Set on the Isle of Skye the book opens with the arrival of Audrey, running away from her family and an event which, at least in the early part of the book, is only hinted at, she is set to take up a post collecting folklore. She hopes that a return to Skye, which she remembers vaguely from some time in her childhood spent in the area, is a way to recapture a connection to her mother, who died when Audrey was ten. Her new employer is the imperious Miss Buchanan, she is to stay with Miss Buchanan and her nephew in their family estate – the neglected and brooding Lanerly Hall. Audrey isn’t feeling particularly confident about her ability to do the job she’s been employed for but she’s burned her bridges. And then she discovers the body of a young woman on the shore by the Hall.
While making some efforts to collect stories from the crofters Audrey asks tentative questions about the dead girl. The answers are a mix of superstition based around the folktales and more ‘earthly’ explanations. Her discovery of another girl’s disappearance only deepens the mystery. But as events play out Audrey becomes more isolated and weakened by the toll her involvement takes on her.

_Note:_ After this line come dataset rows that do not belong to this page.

#![forbid(unsafe_code)]

//! Calculator state and its update function.
//!
//! # Invariants
//!
//! 1. `marketing`, `website`, `matrix`, and `series` are always the values
//!    the estimator gives for the current `revenue`; every revenue change
//!    recomputes all of them.
//! 2. The input field is empty or the decimal form of `revenue`, with no
//!    leading zeros and no digits past saturation.
//! 3. A tick is requested only while some figure is still animating.

use std::time::Duration;

use bcalc_core::revenue::{decrement, digits_only, increment, is_low_revenue};
use bcalc_core::{
    AnimationSet, BudgetMatrix, BudgetRange, CalculatorConfig, Complexity, Priority, SeriesPoint,
    generate_series, marketing_suggestion, sanitize_revenue_input, website_suggestion,
};
use bcalc_widgets::Buffer;
use crossterm::event::{KeyCode, KeyEvent, KeyModifiers};

use crate::runtime::{Cmd, Event, Model};

/// One animated number on screen.
#[derive(Debug, Clone, Copy, PartialEq, Eq, Hash)]
pub enum Figure {
    MarketingMin,
    MarketingMax,
    WebsiteMin,
    WebsiteMax,
}

/// Selection movement in the matrix.
#[derive(Debug, Clone, Copy, PartialEq, Eq)]
pub enum Move {
    Up,
    Down,
    Left,
    Right,
}

#[derive(Debug, Clone, PartialEq, Eq)]
pub enum Msg {
    Increment,
    Decrement,
    Digit(char),
    Backspace,
    Paste(String),
    Select(Move),
    OpenDetails,
    CloseDetails,
    Tick(Duration),
    Redraw,
    Quit,
    Ignore,
}

impl From<KeyEvent> for Msg {
    fn from(key: KeyEvent) -> Self {
        let shift = key.modifiers.contains(KeyModifiers::SHIFT);
        match key.code {
            KeyCode::Char('c') if key.modifiers.contains(KeyModifiers::CONTROL) => Msg::Quit,
            KeyCode::Char('q') => Msg::Quit,
            KeyCode::Char('+') => Msg::Increment,
            KeyCode::Char('-') => Msg::Decrement,
            KeyCode::Char(c) if c.is_ascii_digit() => Msg::Digit(c),
            KeyCode::Char('h') => Msg::Select(Move::Left),
            KeyCode::Char('l') => Msg::Select(Move::Right),
            KeyCode::Char('k') => Msg::Select(Move::Up),
            KeyCode::Char('j') => Msg::Select(Move::Down),
            KeyCode::Char('?') | KeyCode::Enter => Msg::OpenDetails,
            KeyCode::Esc => Msg::CloseDetails,
            KeyCode::Backspace => Msg::Backspace,
            KeyCode::Up if shift => Msg::Select(Move::Up),
            KeyCode::Down if shift => Msg::Select(Move::Down),
            KeyCode::Up => Msg::Increment,
            KeyCode::Down => Msg::Decrement,
            KeyCode::Left => Msg::Select(Move::Left),
            KeyCode::Right => Msg::Select(Move::Right),
            _ => Msg::Ignore,
        }
    }
}

impl From<Event> for Msg {
    fn from(event: Event) -> Self {
        match event {
            Event::Key(key) => Msg::from(key),
            Event::Paste(text) => Msg::Paste(text),
            Event::Resize(..) => Msg::Redraw,
            Event::Tick(dt) => Msg::Tick(dt),
        }
    }
}

/// The calculator screen.
#[derive(Debug, Clone)]
pub struct CalculatorApp {
    revenue: u64,
    input: String,
    marketing: BudgetRange,
    website: BudgetRange,
    matrix: BudgetMatrix,
    series: Vec<SeriesPoint>,
    figures: AnimationSet<Figure>,
    selected: (Priority, Complexity),
    details_open: bool,
    frame_interval: Duration,
}

impl CalculatorApp {
    /// Start at `revenue` with figures settled on their values.
    pub fn new(revenue: u64, config: &CalculatorConfig) -> Self {
        let mut app = Self {
            revenue,
            input: revenue.to_string(),
            marketing: BudgetRange::default(),
            website: BudgetRange::default(),
            matrix: BudgetMatrix::default(),
            series: Vec::new(),
            figures: AnimationSet::with_duration(config.animation_duration()),
            selected: (Priority::SignificantInfluence, Complexity::Average),
            details_open: false,
            frame_interval: config.frame_interval(),
        };
        app.recompute();
        app
    }

    fn recompute(&mut self) {
        self.marketing = marketing_suggestion(self.revenue);
        self.website = website_suggestion(self.revenue);
        self.matrix = BudgetMatrix::compute(self.revenue);
        self.series = generate_series(self.revenue);

        let targets = [
            (Figure::MarketingMin, self.marketing.min),
            (Figure::MarketingMax, self.marketing.max),
            (Figure::WebsiteMin, self.website.min),
            (Figure::WebsiteMax, self.website.max),
        ];
        for (figure, target) in targets {
            self.figures.retarget(figure, target as f64);
        }

        tracing::debug!(
            revenue = self.revenue,
            marketing = ?self.marketing,
            website = ?self.website,
            "budgets recomputed"
        );
    }

    fn set_revenue(&mut self, revenue: u64) -> Cmd<Msg> {
        if revenue == self.revenue {
            return Cmd::none();
        }
        self.revenue = revenue;
        self.recompute();
        self.frame_cmd()
    }

    fn frame_cmd(&self) -> Cmd<Msg> {
        if self.figures.is_animating() {
            Cmd::tick(self.frame_interval)
        } else {
            Cmd::none()
        }
    }

    fn step_to(&mut self, revenue: u64) -> Cmd<Msg> {
        self.input = revenue.to_string();
        self.set_revenue(revenue)
    }

    fn edit_field(&mut self, edit: impl FnOnce(&mut String)) -> Cmd<Msg> {
        edit(&mut self.input);
        let digits = digits_only(&self.input);
        let revenue = sanitize_revenue_input(&digits);
        // An empty field stays empty; anything else reads back as the value.
        self.input = if digits.is_empty() {
            digits
        } else {
            revenue.to_string()
        };
        self.set_revenue(revenue)
    }

    fn move_selection(&mut self, direction: Move) {
        let (priority, complexity) = self.selected;
        let (mut row, mut col) = (priority.index(), complexity.index());
        match direction {
            Move::Up => row = row.saturating_sub(1),
            Move::Down => row = (row + 1).min(Priority::ALL.len() - 1),
            Move::Left => col = col.saturating_sub(1),
            Move::Right => col = (col + 1).min(Complexity::ALL.len() - 1),
        }
        self.selected = (Priority::ALL[row], Complexity::ALL[col]);
    }

    pub fn revenue(&self) -> u64 {
        self.revenue
    }

    /// Contents of the revenue field.
    pub fn input(&self) -> &str {
        &self.input
    }

    pub fn marketing(&self) -> BudgetRange {
        self.marketing
    }

    pub fn website(&self) -> BudgetRange {
        self.website
    }

    pub fn matrix(&self) -> &BudgetMatrix {
        &self.matrix
    }

    pub fn series(&self) -> &[SeriesPoint] {
        &self.series
    }

    pub fn selected(&self) -> (Priority, Complexity) {
        self.selected
    }

    pub fn details_open(&self) -> bool {
        self.details_open
    }

    pub fn is_low_revenue(&self) -> bool {
        is_low_revenue(self.revenue)
    }

    pub fn is_animating(&self) -> bool {
        self.figures.is_animating()
    }

    /// The value currently on screen for `figure`.
    pub fn displayed(&self, figure: Figure) -> f64 {
        self.figures.value(&figure).unwrap_or_default()
    }

    /// A range built from two displayed figures.
    pub fn displayed_range(&self, min: Figure, max: Figure) -> BudgetRange {
        BudgetRange::new(
            self.displayed(min).round() as u64,
            self.displayed(max).round() as u64,
        )
    }
}

impl Model for CalculatorApp {
    type Message = Msg;

    fn update(&mut self, msg: Msg) -> Cmd<Msg> {
        match msg {
            Msg::Quit => Cmd::quit(),
            Msg::Increment => self.step_to(increment(self.revenue)),
            Msg::Decrement => self.step_to(decrement(self.revenue)),
            Msg::Digit(c) => self.edit_field(|field| field.push(c)),
            Msg::Backspace => self.edit_field(|field| {
                field.pop();
            }),
            Msg::Paste(text) => self.edit_field(|field| field.push_str(&text)),
            Msg::Select(direction) => {
                if !self.details_open {
                    self.move_selection(direction);
                }
                Cmd::none()
            }
            Msg::OpenDetails => {
                self.details_open = true;
                Cmd::none()
            }
            Msg::CloseDetails => {
                self.details_open = false;
                Cmd::none()
            }
            Msg::Tick(dt) => {
                self.figures.tick(dt);
                self.frame_cmd()
            }
            Msg::Redraw | Msg::Ignore => Cmd::none(),
        }
    }

    fn view(&self, buf: &mut Buffer) {
        crate::view::render(self, buf.area(), buf);
    }
}

#[cfg(test)]
mod tests {
    use super::*;

    fn app(revenue: u64) -> CalculatorApp {
        CalculatorApp::new(revenue, &CalculatorConfig::default())
    }

    fn key(code: KeyCode) -> Msg {
        Msg::from(KeyEvent::new(code, KeyModifiers::NONE))
    }

    fn settle(app: &mut CalculatorApp) {
        let mut cmd = Cmd::tick(Duration::ZERO);
        let mut guard = 0;
        while matches!(cmd, Cmd::Tick(_)) && guard < 1_000 {
            cmd = app.update(Msg::Tick(Duration::from_millis(16)));
            guard += 1;
        }
    }

    #[test]
    fn starts_settled_on_default_budgets() {
        let app = app(100_000_000);
        assert!(!app.is_animating());
        assert_eq!(app.marketing(), BudgetRange::new(5_000_000, 10_000_000));
        assert_eq!(app.website(), BudgetRange::new(188_000, 300_000));
        assert_eq!(app.displayed(Figure::WebsiteMin), 188_000.0);
        assert_eq!(app.series().len(), 10);
    }

    #[test]
    fn increment_recomputes_and_requests_frames() {
        let mut app = app(100_000_000);
        let cmd = app.update(Msg::Increment);
        assert!(matches!(cmd, Cmd::Tick(d) if d == Duration::from_millis(16)));
        assert_eq!(app.revenue(), 101_000_000);
        assert_eq!(app.input(), "101000000");
        assert_eq!(app.marketing(), BudgetRange::new(5_050_000, 10_100_000));
        assert!(app.is_animating());

        settle(&mut app);
        assert!(!app.is_animating());
        assert_eq!(app.displayed(Figure::MarketingMin), 5_050_000.0);
        assert_eq!(app.displayed(Figure::MarketingMax), 10_100_000.0);
    }

    #[test]
    fn decrement_floors_at_one_million() {
        let mut app = app(1_500_000);
        app.update(Msg::Decrement);
        assert_eq!(app.revenue(), 1_000_000);
        app.update(Msg::Decrement);
        assert_eq!(app.revenue(), 1_000_000);
        assert!(app.is_low_revenue());
    }

    #[test]
    fn typing_edits_the_field() {
        let mut app = app(100_000_000);
        for _ in 0..9 {
            app.update(Msg::Backspace);
        }
        assert_eq!(app.input(), "");
        assert_eq!(app.revenue(), 0);
        assert!(app.is_low_revenue());
        // Budgets fall back to the baseline revenue.
        let baseline = BudgetMatrix::compute(10_000_000);
        for priority in Priority::ALL {
            for complexity in Complexity::ALL {
                assert_eq!(
                    app.matrix().get(priority, complexity),
                    baseline.get(priority, complexity)
                );
            }
        }

        for c in "25000000".chars() {
            app.update(Msg::Digit(c));
        }
        assert_eq!(app.revenue(), 25_000_000);
        assert!(!app.is_low_revenue());
    }

    #[test]
    fn paste_is_sanitized() {
        let mut app = app(0);
        app.update(Msg::Backspace);
        app.update(Msg::Paste("$1,250,000.".to_string()));
        assert_eq!(app.input(), "1250000");
        assert_eq!(app.revenue(), 1_250_000);
    }

    #[test]
    fn unchanged_revenue_requests_nothing() {
        let mut app = app(5);
        assert!(app.update(Msg::Paste("abc".into())).is_none());
    }

    #[test]
    fn selection_clamps_at_edges() {
        let mut app = app(100_000_000);
        for _ in 0..5 {
            app.update(Msg::Select(Move::Up));
            app.update(Msg::Select(Move::Left));
        }
        assert_eq!(app.selected(), (Priority::SupportiveRole, Complexity::Simple));
        for _ in 0..5 {
            app.update(Msg::Select(Move::Down));
            app.update(Msg::Select(Move::Right));
        }
        assert_eq!(app.selected(), (Priority::KeyDriver, Complexity::Complex));
    }

    #[test]
    fn details_modal_blocks_selection() {
        let mut app = app(100_000_000);
        app.update(Msg::OpenDetails);
        app.update(Msg::Select(Move::Down));
        assert_eq!(app.selected(), (Priority::SignificantInfluence, Complexity::Average));
        app.update(Msg::CloseDetails);
        assert!(!app.details_open());
    }

    #[test]
    fn key_bindings() {
        assert_eq!(key(KeyCode::Char('+')), Msg::Increment);
        assert_eq!(key(KeyCode::Up), Msg::Increment);
        assert_eq!(key(KeyCode::Down), Msg::Decrement);
        assert_eq!(key(KeyCode::Char('7')), Msg::Digit('7'));
        assert_eq!(key(KeyCode::Char('j')), Msg::Select(Move::Down));
        assert_eq!(key(KeyCode::Enter), Msg::OpenDetails);
        assert_eq!(key(KeyCode::Char('?')), Msg::OpenDetails);
        assert_eq!(key(KeyCode::Esc), Msg::CloseDetails);
        assert_eq!(key(KeyCode::Char('q')), Msg::Quit);
        assert_eq!(
            Msg::from(KeyEvent::new(KeyCode::Up, KeyModifiers::SHIFT)),
            Msg::Select(Move::Up)
        );
        assert_eq!(
            Msg::from(KeyEvent::new(KeyCode::Char('c'), KeyModifiers::CONTROL)),
            Msg::Quit
        );
    }

    #[test]
    fn field_drops_leading_zeros() {
        let mut app = app(100_000_000);
        for _ in 0..9 {
            app.update(Msg::Backspace);
        }
        assert_eq!(app.input(), "");
        app.update(Msg::Paste("0005".into()));
        assert_eq!(app.input(), "5");
        assert_eq!(app.revenue(), 5);

        app.update(Msg::Backspace);
        app.update(Msg::Digit('0'));
        assert_eq!(app.input(), "0");
        app.update(Msg::Digit('7'));
        assert_eq!(app.input(), "7");
    }

    #[test]
    fn field_stops_growing_at_saturation() {
        let mut app = app(100_000_000);
        app.update(Msg::Paste("9".repeat(30)));
        assert_eq!(app.revenue(), u64::MAX);
        assert_eq!(app.input(), u64::MAX.to_string());
        app.update(Msg::Digit('1'));
        assert_eq!(app.input().len(), 20);
        assert_eq!(app.revenue(), u64::MAX);
    }

    #[test]
    fn zero_animation_snaps() {
        let config = CalculatorConfig {
            animation_ms: 0,
            ..CalculatorConfig::default()
        };
        let mut app = CalculatorApp::new(100_000_000, &config);
        assert!(app.update(Msg::Increment).is_none());
        assert_eq!(app.displayed(Figure::WebsiteMax), app.website().max as f64);
    }
}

There is a social history aspect to the book, communities ravaged by the land owners and struggling, protective of their heritage and suspicious of outsiders. The factual background to the events which took place are probably not well known by most people and it’s always a positive to learn something from a work of fiction, especially when it’s done seamlessly, without the reader feeling that they’re being given lots of information. The folklore offers an interesting insight – does it develop as an explanation for the things which have no rational explanation; do the stories represent the truth or a warning?
I’ve read a number of historical fiction books recently which have this type of gothic feel to them but this one hits the mark in creating the dark and claustrophobic atmosphere with a set of compelling characters. There is a real sense of menace pervading this book and despite the July publication date it would be perfect for curling up on a dark night in front of a log fire.
I’ve seen comparisons to the excellent Burial Rites but for me it was similar to Burial Rites crossed with Jonathan Strange & Mr Norrell. Like Burial Rites the location is hugely important – rugged coastline, isolated communities, brutal weather. Audrey stands up as the heroine of the piece – conflicted, isolated, trying not to be defined by her past but at a time when women weren’t expected to act on their own. She has an inbuilt sense of justice but acting on it isn’t always the best course of action.
The story develops into multiple threads and there were some surprises in the way it plays out and the directions it takes. It’s unusual for a debut author not to be embarking on a series but other than the dark subjects and the compelling writing it was quite different to The Unseeing although equally enjoyable (in a dark and moody way). Many thanks to the publisher for the review copy.